**GIVEN RECORDS:**
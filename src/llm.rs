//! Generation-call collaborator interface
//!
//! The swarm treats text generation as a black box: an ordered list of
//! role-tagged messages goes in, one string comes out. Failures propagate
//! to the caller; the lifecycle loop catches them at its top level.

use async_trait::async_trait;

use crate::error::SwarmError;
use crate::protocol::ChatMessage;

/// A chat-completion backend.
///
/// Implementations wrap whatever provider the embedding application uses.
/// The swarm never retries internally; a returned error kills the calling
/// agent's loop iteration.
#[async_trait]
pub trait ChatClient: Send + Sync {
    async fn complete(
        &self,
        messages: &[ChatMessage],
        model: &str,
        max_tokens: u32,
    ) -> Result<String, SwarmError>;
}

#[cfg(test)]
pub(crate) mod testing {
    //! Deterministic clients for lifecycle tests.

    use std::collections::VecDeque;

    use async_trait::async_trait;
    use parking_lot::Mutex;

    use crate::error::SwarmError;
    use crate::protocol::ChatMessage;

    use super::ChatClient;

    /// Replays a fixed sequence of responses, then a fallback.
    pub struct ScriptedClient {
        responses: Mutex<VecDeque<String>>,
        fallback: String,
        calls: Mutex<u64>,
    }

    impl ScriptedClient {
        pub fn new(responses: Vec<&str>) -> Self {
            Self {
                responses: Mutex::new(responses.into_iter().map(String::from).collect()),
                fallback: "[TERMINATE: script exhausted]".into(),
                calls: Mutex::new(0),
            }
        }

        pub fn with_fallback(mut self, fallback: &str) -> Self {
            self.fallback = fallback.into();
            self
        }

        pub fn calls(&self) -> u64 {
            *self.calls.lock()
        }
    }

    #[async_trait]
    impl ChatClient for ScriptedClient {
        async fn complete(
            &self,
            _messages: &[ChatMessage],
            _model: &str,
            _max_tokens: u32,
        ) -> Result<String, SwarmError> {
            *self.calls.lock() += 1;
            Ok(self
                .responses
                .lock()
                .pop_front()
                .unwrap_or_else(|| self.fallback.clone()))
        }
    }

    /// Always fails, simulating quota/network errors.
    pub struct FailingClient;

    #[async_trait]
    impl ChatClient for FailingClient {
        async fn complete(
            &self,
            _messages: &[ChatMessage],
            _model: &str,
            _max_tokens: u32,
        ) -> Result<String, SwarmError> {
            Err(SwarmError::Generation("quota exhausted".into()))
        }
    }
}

...

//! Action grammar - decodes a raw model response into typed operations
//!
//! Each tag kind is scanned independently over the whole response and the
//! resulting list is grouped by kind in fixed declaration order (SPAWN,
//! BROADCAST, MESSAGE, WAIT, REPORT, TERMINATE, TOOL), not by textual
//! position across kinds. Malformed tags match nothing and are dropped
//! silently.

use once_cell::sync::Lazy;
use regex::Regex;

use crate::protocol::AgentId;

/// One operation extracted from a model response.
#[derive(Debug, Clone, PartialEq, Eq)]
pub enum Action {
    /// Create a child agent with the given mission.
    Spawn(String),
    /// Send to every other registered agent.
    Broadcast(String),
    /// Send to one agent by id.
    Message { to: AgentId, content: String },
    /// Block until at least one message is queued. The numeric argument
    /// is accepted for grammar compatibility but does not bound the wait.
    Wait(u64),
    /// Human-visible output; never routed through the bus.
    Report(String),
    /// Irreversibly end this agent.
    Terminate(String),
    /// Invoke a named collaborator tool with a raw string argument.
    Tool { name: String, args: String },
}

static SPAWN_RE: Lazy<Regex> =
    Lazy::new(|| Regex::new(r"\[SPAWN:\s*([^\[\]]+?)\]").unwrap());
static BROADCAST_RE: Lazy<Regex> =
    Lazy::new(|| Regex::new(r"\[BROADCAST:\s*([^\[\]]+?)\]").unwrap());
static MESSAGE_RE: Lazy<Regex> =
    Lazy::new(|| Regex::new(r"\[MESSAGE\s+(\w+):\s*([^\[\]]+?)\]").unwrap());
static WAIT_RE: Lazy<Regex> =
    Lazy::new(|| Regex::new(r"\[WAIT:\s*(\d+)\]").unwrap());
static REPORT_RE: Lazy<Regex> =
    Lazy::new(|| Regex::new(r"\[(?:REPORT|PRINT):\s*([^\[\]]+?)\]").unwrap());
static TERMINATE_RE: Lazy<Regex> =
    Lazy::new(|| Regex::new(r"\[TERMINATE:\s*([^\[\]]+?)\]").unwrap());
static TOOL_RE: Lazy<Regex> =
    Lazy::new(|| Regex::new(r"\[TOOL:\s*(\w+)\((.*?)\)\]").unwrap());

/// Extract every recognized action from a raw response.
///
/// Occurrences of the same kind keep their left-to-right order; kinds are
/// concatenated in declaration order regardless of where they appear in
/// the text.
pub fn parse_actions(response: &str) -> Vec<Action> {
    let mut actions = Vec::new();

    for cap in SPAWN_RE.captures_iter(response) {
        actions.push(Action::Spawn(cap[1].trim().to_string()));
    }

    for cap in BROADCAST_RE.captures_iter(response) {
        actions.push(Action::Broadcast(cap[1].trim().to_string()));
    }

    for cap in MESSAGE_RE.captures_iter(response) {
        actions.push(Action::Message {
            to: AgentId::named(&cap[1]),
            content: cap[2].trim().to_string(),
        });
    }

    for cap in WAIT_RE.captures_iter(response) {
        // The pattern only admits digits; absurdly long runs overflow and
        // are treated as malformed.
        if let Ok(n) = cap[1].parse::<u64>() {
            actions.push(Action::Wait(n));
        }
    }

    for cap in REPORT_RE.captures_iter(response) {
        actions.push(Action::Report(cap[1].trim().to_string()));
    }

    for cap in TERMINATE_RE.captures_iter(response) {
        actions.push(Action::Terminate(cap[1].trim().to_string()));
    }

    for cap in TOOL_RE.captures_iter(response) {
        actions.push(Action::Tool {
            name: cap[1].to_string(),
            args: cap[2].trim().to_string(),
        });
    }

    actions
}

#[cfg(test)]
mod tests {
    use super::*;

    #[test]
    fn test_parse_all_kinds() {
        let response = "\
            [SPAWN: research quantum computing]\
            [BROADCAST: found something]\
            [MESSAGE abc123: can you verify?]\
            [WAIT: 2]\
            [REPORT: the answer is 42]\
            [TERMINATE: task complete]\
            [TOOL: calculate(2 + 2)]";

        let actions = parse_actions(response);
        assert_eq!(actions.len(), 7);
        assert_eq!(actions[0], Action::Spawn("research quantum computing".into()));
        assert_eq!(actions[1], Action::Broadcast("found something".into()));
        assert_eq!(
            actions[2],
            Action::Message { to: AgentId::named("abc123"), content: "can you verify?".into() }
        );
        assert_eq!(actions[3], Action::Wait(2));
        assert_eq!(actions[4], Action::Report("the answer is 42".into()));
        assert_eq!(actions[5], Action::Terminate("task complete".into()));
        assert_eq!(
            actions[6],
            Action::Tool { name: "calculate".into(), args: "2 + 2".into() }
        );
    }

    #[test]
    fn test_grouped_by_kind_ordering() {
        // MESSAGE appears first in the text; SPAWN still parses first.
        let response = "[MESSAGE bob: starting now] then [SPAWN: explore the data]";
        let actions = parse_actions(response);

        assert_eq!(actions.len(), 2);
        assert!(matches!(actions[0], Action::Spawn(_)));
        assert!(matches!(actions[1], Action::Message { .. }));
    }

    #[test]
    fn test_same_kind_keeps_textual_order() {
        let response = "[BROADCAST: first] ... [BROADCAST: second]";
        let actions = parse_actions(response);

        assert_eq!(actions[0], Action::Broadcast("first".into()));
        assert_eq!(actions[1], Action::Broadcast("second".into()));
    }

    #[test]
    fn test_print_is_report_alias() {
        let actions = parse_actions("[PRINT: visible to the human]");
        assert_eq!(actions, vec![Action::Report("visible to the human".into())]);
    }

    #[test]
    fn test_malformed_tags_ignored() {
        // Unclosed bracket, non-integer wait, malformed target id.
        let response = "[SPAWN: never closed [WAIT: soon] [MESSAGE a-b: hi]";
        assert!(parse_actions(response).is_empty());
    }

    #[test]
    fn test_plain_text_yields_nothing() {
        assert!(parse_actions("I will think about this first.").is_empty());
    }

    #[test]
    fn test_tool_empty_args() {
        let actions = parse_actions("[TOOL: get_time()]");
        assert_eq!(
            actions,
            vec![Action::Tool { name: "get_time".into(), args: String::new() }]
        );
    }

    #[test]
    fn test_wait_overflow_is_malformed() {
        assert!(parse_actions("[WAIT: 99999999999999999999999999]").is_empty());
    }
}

**INSTRUCTIONS FOR THE TASK:** Which of the lines above carry the string "found"? Pick them out and copy them.

**EXERCISE OUTPUT:**
            [BROADCAST: found something]\
        assert_eq!(actions[1], Action::Broadcast("found something".into()));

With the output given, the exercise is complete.